# DATA UNDER STUDY
◇ ◇ ◇ ◇ ◇

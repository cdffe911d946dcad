//! Per-channel block views over a single backing slice.
//!
//! Channel `c` occupies `data[c * channel_stride..][..frames]`. Scratch
//! buffers use `channel_stride == frames`; ring buffer regions use the ring
//! capacity as stride so one slice covers every channel of an endpoint.

use crate::Sample;

fn required_len(channels: usize, frames: usize, channel_stride: usize) -> usize {
    if channels == 0 {
        0
    } else {
        (channels - 1) * channel_stride + frames
    }
}

#[derive(Debug, Clone, Copy)]
pub struct Planar<'a> {
    data: &'a [Sample],
    channels: usize,
    frames: usize,
    channel_stride: usize,
}

impl<'a> Planar<'a> {
    pub fn new(data: &'a [Sample], channels: usize, frames: usize, channel_stride: usize) -> Self {
        assert!(frames <= channel_stride || channels <= 1, "channel blocks overlap");
        assert!(
            data.len() >= required_len(channels, frames, channel_stride),
            "planar view needs {} samples, got {}",
            required_len(channels, frames, channel_stride),
            data.len()
        );
        Self {
            data,
            channels,
            frames,
            channel_stride,
        }
    }

    pub fn mono(data: &'a [Sample]) -> Self {
        Self::new(data, 1, data.len(), data.len())
    }

    pub fn channels(&self) -> usize {
        self.channels
    }

    pub fn frames(&self) -> usize {
        self.frames
    }

    pub fn is_empty(&self) -> bool {
        self.frames == 0 || self.channels == 0
    }

    pub fn channel(&self, channel: usize) -> &'a [Sample] {
        let start = channel * self.channel_stride;
        &self.data[start..start + self.frames]
    }

    /// Sub-view of `frames` frames starting at `offset`.
    pub fn slice(&self, offset: usize, frames: usize) -> Planar<'a> {
        assert!(offset + frames <= self.frames);
        let data = if self.channels == 0 {
            self.data
        } else {
            &self.data[offset..]
        };
        Planar {
            data,
            channels: self.channels,
            frames,
            channel_stride: self.channel_stride,
        }
    }
}

#[derive(Debug)]
pub struct PlanarMut<'a> {
    data: &'a mut [Sample],
    channels: usize,
    frames: usize,
    channel_stride: usize,
}

impl<'a> PlanarMut<'a> {
    pub fn new(data: &'a mut [Sample], channels: usize, frames: usize, channel_stride: usize) -> Self {
        assert!(frames <= channel_stride || channels <= 1, "channel blocks overlap");
        assert!(
            data.len() >= required_len(channels, frames, channel_stride),
            "planar view needs {} samples, got {}",
            required_len(channels, frames, channel_stride),
            data.len()
        );
        Self {
            data,
            channels,
            frames,
            channel_stride,
        }
    }

    pub fn mono(data: &'a mut [Sample]) -> Self {
        let len = data.len();
        Self::new(data, 1, len, len)
    }

    pub fn channels(&self) -> usize {
        self.channels
    }

    pub fn frames(&self) -> usize {
        self.frames
    }

    pub fn is_empty(&self) -> bool {
        self.frames == 0 || self.channels == 0
    }

    pub fn channel(&self, channel: usize) -> &[Sample] {
        let start = channel * self.channel_stride;
        &self.data[start..start + self.frames]
    }

    pub fn channel_mut(&mut self, channel: usize) -> &mut [Sample] {
        let start = channel * self.channel_stride;
        &mut self.data[start..start + self.frames]
    }

    pub fn as_planar(&self) -> Planar<'_> {
        Planar {
            data: self.data,
            channels: self.channels,
            frames: self.frames,
            channel_stride: self.channel_stride,
        }
    }

    pub fn slice_mut(&mut self, offset: usize, frames: usize) -> PlanarMut<'_> {
        assert!(offset + frames <= self.frames);
        let data: &mut [Sample] = if self.channels == 0 {
            &mut self.data[..]
        } else {
            &mut self.data[offset..]
        };
        PlanarMut {
            data,
            channels: self.channels,
            frames,
            channel_stride: self.channel_stride,
        }
    }

    pub fn fill(&mut self, value: Sample) {
        for ch in 0..self.channels {
            self.channel_mut(ch).fill(value);
        }
    }
}
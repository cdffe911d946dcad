//! Channel-range algebra.
//!
//! A [`ChannelRange`] is a half-open interval of device channel indices. A
//! [`ChannelRangeSet`] keeps a list of them in canonical form: sorted by
//! `begin`, pairwise disjoint and never touching. Overlapping or adjacent
//! ranges are merged on insertion rather than rejected.

use crate::error::{ErrorCode, PadError, Result};
use serde::{Deserialize, Serialize};

#[derive(Debug, Clone, Copy, PartialEq, Eq, Hash, Serialize, Deserialize)]
#[serde(try_from = "(usize, usize)", into = "(usize, usize)")]
pub struct ChannelRange {
    begin: usize,
    end: usize,
}

impl ChannelRange {
    pub fn new(begin: usize, end: usize) -> Result<Self> {
        if end <= begin {
            return Err(PadError::soft(
                ErrorCode::ChannelRangeInvalid,
                format!("channel range [{begin}, {end}) is empty"),
            ));
        }
        Ok(Self { begin, end })
    }

    pub fn single(channel: usize) -> Result<Self> {
        Self::starting_at(channel, 1)
    }

    /// `len` channels from `begin`, failing when the end would overflow.
    pub fn starting_at(begin: usize, len: usize) -> Result<Self> {
        let end = begin.checked_add(len).ok_or_else(|| {
            PadError::soft(
                ErrorCode::ChannelRangeInvalid,
                format!("channel range of {len} at {begin} overflows"),
            )
        })?;
        Self::new(begin, end)
    }

    pub fn begin(&self) -> usize {
        self.begin
    }

    pub fn end(&self) -> usize {
        self.end
    }

    pub fn len(&self) -> usize {
        self.end - self.begin
    }

    pub fn is_empty(&self) -> bool {
        self.end <= self.begin
    }

    pub fn contains(&self, channel: usize) -> bool {
        channel >= self.begin && channel < self.end
    }

    /// Adjacent ranges touch, so `[0,2)` and `[2,4)` merge into `[0,4)`.
    pub fn touches(&self, other: &ChannelRange) -> bool {
        self.begin <= other.end && self.end >= other.begin
    }

    fn union(&self, other: &ChannelRange) -> ChannelRange {
        ChannelRange {
            begin: self.begin.min(other.begin),
            end: self.end.max(other.end),
        }
    }

    fn clipped(&self, limit: usize) -> Option<ChannelRange> {
        let end = self.end.min(limit);
        (end > self.begin).then_some(ChannelRange {
            begin: self.begin,
            end,
        })
    }
}

impl TryFrom<(usize, usize)> for ChannelRange {
    type Error = PadError;

    fn try_from((begin, end): (usize, usize)) -> Result<Self> {
        ChannelRange::new(begin, end)
    }
}

impl From<ChannelRange> for (usize, usize) {
    fn from(range: ChannelRange) -> Self {
        (range.begin, range.end)
    }
}

/// Where a channel index falls relative to a normalized set.
#[derive(Debug, Clone, Copy, PartialEq, Eq)]
pub enum Placement {
    Inside,
    Below,
    Between,
    Above,
}

#[derive(Debug, Clone, Default, PartialEq, Eq, Serialize, Deserialize)]
#[serde(from = "Vec<ChannelRange>", into = "Vec<ChannelRange>")]
pub struct ChannelRangeSet {
    ranges: Vec<ChannelRange>,
}

impl ChannelRangeSet {
    pub fn new() -> Self {
        Self::default()
    }

    pub fn from_ranges(ranges: impl IntoIterator<Item = ChannelRange>) -> Self {
        let mut set = Self {
            ranges: ranges.into_iter().collect(),
        };
        set.normalize();
        set
    }

    pub fn add_range(&mut self, begin: usize, end: usize) -> Result<()> {
        let range = ChannelRange::new(begin, end)?;
        self.add(range);
        Ok(())
    }

    pub fn add(&mut self, range: ChannelRange) {
        self.ranges.push(range);
        self.normalize();
    }

    pub fn set_ranges(&mut self, ranges: impl IntoIterator<Item = ChannelRange>) {
        self.ranges = ranges.into_iter().collect();
        self.normalize();
    }

    pub fn clear(&mut self) {
        self.ranges.clear();
    }

    pub fn ranges(&self) -> &[ChannelRange] {
        &self.ranges
    }

    pub fn is_empty(&self) -> bool {
        self.ranges.is_empty()
    }

    /// Sort by `begin` (broader ranges first on ties) and merge touching
    /// neighbours until nothing changes.
    pub fn normalize(&mut self) {
        self.ranges
            .sort_by(|a, b| a.begin.cmp(&b.begin).then(b.end.cmp(&a.end)));
        loop {
            let mut merged = false;
            let mut i = 0;
            while i + 1 < self.ranges.len() {
                if self.ranges[i].touches(&self.ranges[i + 1]) {
                    self.ranges[i] = self.ranges[i].union(&self.ranges[i + 1]);
                    self.ranges.remove(i + 1);
                    merged = true;
                } else {
                    i += 1;
                }
            }
            if !merged {
                break;
            }
        }
    }

    pub fn classify(&self, channel: usize) -> Placement {
        let mut placement = Placement::Below;
        for range in &self.ranges {
            if range.contains(channel) {
                return Placement::Inside;
            }
            if channel < range.begin {
                return placement;
            }
            placement = Placement::Between;
        }
        if self.ranges.is_empty() {
            Placement::Below
        } else {
            Placement::Above
        }
    }

    pub fn is_active(&self, channel: usize) -> bool {
        self.classify(channel) == Placement::Inside
    }

    /// Counts covered indices, so gaps between ranges do not count.
    pub fn count_active_channels(&self) -> usize {
        if self.ranges.is_empty() {
            return 0;
        }
        let mut count = 0;
        let mut channel = 0;
        loop {
            match self.classify(channel) {
                Placement::Inside => count += 1,
                Placement::Above => break,
                Placement::Below | Placement::Between => {}
            }
            channel += 1;
        }
        count
    }

    /// Device channel count implied by the addressing (largest `end`).
    pub fn device_channel_count(&self) -> usize {
        self.ranges.iter().map(|r| r.end).max().unwrap_or(0)
    }

    /// Position of `channel` among the active channels, if it is active.
    pub fn stream_index(&self, channel: usize) -> Option<usize> {
        let mut before = 0;
        for range in &self.ranges {
            if range.contains(channel) {
                return Some(before + channel - range.begin);
            }
            if channel < range.begin {
                return None;
            }
            before += range.len();
        }
        None
    }

    pub fn active_channels(&self) -> impl Iterator<Item = usize> + '_ {
        self.ranges.iter().flat_map(|r| r.begin..r.end)
    }

    pub fn clip(&mut self, limit: usize) {
        self.ranges = self.ranges.iter().filter_map(|r| r.clipped(limit)).collect();
    }
}

impl From<Vec<ChannelRange>> for ChannelRangeSet {
    fn from(ranges: Vec<ChannelRange>) -> Self {
        ChannelRangeSet::from_ranges(ranges)
    }
}

impl From<ChannelRangeSet> for Vec<ChannelRange> {
    fn from(set: ChannelRangeSet) -> Self {
        set.ranges
    }
}

pub fn normalize(set: &mut ChannelRangeSet) {
    set.normalize();
}

pub fn count_active_channels(set: &ChannelRangeSet) -> usize {
    set.count_active_channels()
}

pub fn is_active(set: &ChannelRangeSet, channel: usize) -> bool {
    set.is_active(channel)
}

◇ ◇ ◇ ◇ ◇

# TASK DETAILS
Exactly as they appear, please write out the lines from the opening of the listing above down to the line containing "use the ring", with both end lines included.

# ANSWER AREA
repository cdffe911d946dcad
//! Per-channel block views over a single backing slice.
//!
//! Channel `c` occupies `data[c * channel_stride..][..frames]`. Scratch
//! buffers use `channel_stride == frames`; ring buffer regions use the ring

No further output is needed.